# Had to laugh -- Turtle Cozy -- NO Pattern!



## Ruth2Knit (Nov 29, 2011)

Found this online (didn't make it) -- good for a giggle!

http://www.shawconnect.ca/breaktime/galleries/and_this_is_why_animals_are_awesome15.aspx#!1367801106598_03uU3WKeMd0TV_Over-the-top-armour


----------



## Tgene (Feb 16, 2012)

Oh good for those turtles, I love it!!


----------



## PAJulian (Aug 27, 2012)

Ruth2Knit said:


> Found this online (didn't make it) -- good for a giggle!
> 
> http://www.shawconnect.ca/breaktime/galleries/and_this_is_why_animals_are_awesome15.aspx#!1367801106598_03uU3WKeMd0TV_Over-the-top-armour


Well actually my friend Linda would love one for her African Tortoise. She has seen them before and made hints for me to make her one. It would be a giggle to make her one. She has two Persian Grey cats, a parrot and this randy tortoise. It chases all the women when you go around for coffee.


----------



## thegrape (Nov 11, 2011)

Hilarious!


----------



## LadyBecket (Jun 26, 2012)

I couldn't stop at just one, I had to keep looking at all of the cute pictures of critter!! Thank you for the link!!!


----------



## maureenb (Apr 1, 2011)

Hilarious..reminds of the time when my son entered his turtle in a best dressed pet contest at the park(some 30 years ago)He glued cotton balls on a paper plate,with pink paper ears.,and put an elastic band around him..he dressed him as a rabbit..and won 2nd place.


----------



## gagesmom (Oct 14, 2011)

LadyBecket said:


> I couldn't stop at just one, I had to keep looking at all of the cute pictures of critter!! Thank you for the link!!!

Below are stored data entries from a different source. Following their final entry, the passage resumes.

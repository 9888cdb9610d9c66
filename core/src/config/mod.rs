use std::path::Path;
use std::time::Duration;

use serde::{Deserialize, Serialize};
use tracing::debug;

use crate::errors::CoreError;
use crate::files::RemotePath;

/// Client settings.
///
/// Every field has a default, so a partial (or empty) JSON object is valid.
/// - `base_url`: root of the storage service REST API.
/// - `poll_interval_secs`: session refresh interval while the view is open.
/// - `request_timeout_secs`: per-request timeout at the backend boundary.
#[derive(Debug, Clone, PartialEq, Eq, Serialize, Deserialize)]
#[serde(rename_all = "camelCase")]
pub struct ClientConfig {
    #[serde(default = "default_base_url")]
    pub base_url: String,
    #[serde(default = "default_poll_interval_secs")]
    pub poll_interval_secs: u64,
    #[serde(default = "default_request_timeout_secs")]
    pub request_timeout_secs: u64,
    #[serde(default)]
    pub initial_path: RemotePath,
    #[serde(default)]
    pub show_hidden: bool,
    #[serde(default)]
    pub show_finished_sessions: bool,
}

impl Default for ClientConfig {
    fn default() -> Self {
        Self {
            base_url: default_base_url(),
            poll_interval_secs: default_poll_interval_secs(),
            request_timeout_secs: default_request_timeout_secs(),
            initial_path: RemotePath::root(),
            show_hidden: false,
            show_finished_sessions: false,
        }
    }
}

impl ClientConfig {
    /// Parse and validate a JSON document.
    pub fn from_json_str(json: &str) -> Result<Self, CoreError> {
        let config: ClientConfig = serde_json::from_str(json)
            .map_err(|e| CoreError::Config(format!("invalid config: {e}")))?;
        config.validate()?;
        Ok(config)
    }

    /// Load from a file. A missing file yields the defaults.
    pub fn load_from(path: &Path) -> Result<Self, CoreError> {
        match std::fs::read_to_string(path) {
            Ok(json) => Self::from_json_str(&json),
            Err(e) if e.kind() == std::io::ErrorKind::NotFound => {
                debug!(path = %path.display(), "Config file not found, using defaults");
                Ok(Self::default())
            }
            Err(e) => Err(e.into()),
        }
    }

    pub fn validate(&self) -> Result<(), CoreError> {
        let url = self.base_url.trim();
        if url.is_empty() {
            return Err(CoreError::Config("baseUrl must not be empty".into()));
        }
        if !(url.starts_with("http://") || url.starts_with("https://")) {
            return Err(CoreError::Config(format!(
                "baseUrl must start with http:// or https://, got {url:?}"
            )));
        }
        if self.poll_interval_secs == 0 {
            return Err(CoreError::Config(
                "pollIntervalSecs must be at least 1".into(),
            ));
        }
        if self.request_timeout_secs == 0 {
            return Err(CoreError::Config(
                "requestTimeoutSecs must be at least 1".into(),
            ));
        }
        Ok(())
    }

    pub fn poll_interval(&self) -> Duration {
        Duration::from_secs(self.poll_interval_secs)
    }

    pub fn request_timeout(&self) -> Duration {
        Duration::from_secs(self.request_timeout_secs)
    }

    /// `base_url` without a trailing slash.
    pub fn base_url(&self) -> &str {
        self.base_url.trim().trim_end_matches('/')
    }
}

fn default_base_url() -> String {
    "http://localhost:8009".to_string()
}

fn default_poll_interval_secs() -> u64 {
    5
}

fn default_request_timeout_secs() -> u64 {
    30
}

Now those turtles are really cool.
I too had to look through them all. Omg, those pictures are just too cute.


----------



## Gundi2 (May 25, 2012)

Very cute, like them all.


----------



## scottishlass (Jul 12, 2012)

:thumbup: :thumbup: :thumbup:


----------



## Blinda (Aug 15, 2012)

Those turtles aren't turtles at all. They are tortoises. There is a huge difference!
I have a tortoise and have seen these before, but haven't made one.......YET!!!


----------



## 13068 (Mar 23, 2011)

Way too cute! We used to have box turtles, but set them free after a while. They were caught wild, so we know they survived. I would have loved to have made something like this for them when we had them! Silly fun!


----------



## jomacoy (Feb 9, 2013)

Thanks for the link. Had to look at them all too!


----------



## yogandi (Mar 24, 2012)

LadyBecket said:


> I couldn't stop at just one, I had to keep looking at all of the cute pictures of critter!! Thank you for the link!!!


Same here. Great link! Thank you!


----------



## run4fittness (May 22, 2011)

I guess that would use of a lot of stash! Cute!


----------



## Damama (Oct 2, 2011)

too funny


----------